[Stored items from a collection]
* * * * *

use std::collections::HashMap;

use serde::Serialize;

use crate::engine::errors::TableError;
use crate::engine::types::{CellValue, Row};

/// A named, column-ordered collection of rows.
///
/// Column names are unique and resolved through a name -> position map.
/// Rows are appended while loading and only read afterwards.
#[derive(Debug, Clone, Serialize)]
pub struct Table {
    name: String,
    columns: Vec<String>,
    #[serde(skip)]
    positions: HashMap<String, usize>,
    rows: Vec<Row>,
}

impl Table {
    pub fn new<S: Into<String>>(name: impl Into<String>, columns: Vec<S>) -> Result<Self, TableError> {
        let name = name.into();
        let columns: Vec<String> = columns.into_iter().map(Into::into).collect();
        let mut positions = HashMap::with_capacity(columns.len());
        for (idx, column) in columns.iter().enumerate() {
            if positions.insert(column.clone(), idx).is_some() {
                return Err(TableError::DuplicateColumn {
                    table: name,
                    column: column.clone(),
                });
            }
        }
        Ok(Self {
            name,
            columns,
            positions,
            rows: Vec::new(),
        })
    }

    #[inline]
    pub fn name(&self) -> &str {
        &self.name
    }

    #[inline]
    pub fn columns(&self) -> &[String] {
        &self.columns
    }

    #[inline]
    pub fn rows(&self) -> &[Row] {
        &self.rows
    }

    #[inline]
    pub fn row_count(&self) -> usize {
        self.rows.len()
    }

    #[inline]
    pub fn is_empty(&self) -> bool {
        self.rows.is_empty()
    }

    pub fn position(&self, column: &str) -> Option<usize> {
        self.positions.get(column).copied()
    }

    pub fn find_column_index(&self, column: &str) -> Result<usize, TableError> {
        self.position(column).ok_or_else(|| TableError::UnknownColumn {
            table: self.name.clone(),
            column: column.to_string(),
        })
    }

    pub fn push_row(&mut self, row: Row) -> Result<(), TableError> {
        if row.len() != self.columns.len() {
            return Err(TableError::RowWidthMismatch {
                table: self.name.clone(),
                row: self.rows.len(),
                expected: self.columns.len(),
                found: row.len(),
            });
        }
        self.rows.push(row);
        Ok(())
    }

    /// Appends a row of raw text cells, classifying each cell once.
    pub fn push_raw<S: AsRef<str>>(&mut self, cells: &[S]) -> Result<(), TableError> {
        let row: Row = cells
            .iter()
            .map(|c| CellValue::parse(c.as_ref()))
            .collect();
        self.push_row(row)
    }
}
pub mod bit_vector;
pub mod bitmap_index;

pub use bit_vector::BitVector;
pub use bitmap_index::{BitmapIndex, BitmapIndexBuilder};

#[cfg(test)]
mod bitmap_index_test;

* * * * *

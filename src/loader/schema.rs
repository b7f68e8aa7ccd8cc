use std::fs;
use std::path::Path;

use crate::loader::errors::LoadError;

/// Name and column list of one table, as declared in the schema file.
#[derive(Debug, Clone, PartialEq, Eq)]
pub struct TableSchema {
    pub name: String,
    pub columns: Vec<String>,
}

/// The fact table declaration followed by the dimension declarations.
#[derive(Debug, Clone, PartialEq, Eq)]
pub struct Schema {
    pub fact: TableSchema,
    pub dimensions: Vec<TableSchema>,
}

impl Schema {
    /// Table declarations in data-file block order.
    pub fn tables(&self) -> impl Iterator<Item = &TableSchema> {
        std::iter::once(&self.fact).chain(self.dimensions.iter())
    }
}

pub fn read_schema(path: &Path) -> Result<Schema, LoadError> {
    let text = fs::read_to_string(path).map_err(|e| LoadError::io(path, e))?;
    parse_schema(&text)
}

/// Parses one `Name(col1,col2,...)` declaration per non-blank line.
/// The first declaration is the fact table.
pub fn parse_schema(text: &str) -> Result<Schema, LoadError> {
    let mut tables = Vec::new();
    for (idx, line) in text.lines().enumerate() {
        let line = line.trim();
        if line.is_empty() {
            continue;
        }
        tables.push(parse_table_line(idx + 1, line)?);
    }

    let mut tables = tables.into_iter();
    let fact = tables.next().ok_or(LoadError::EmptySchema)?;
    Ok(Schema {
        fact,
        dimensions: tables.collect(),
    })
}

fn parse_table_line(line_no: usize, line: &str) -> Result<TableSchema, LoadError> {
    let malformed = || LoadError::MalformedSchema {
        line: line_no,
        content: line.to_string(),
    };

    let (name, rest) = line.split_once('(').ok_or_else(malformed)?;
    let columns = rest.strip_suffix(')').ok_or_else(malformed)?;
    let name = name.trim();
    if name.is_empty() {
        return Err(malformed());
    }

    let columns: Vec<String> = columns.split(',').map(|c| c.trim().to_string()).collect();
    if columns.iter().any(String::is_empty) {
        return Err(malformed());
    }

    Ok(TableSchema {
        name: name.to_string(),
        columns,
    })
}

* * * * *

Task to complete: Your answer should be every line above that contains the word "struct".

Response area:
pub struct Table {
pub struct TableSchema {
pub struct Schema {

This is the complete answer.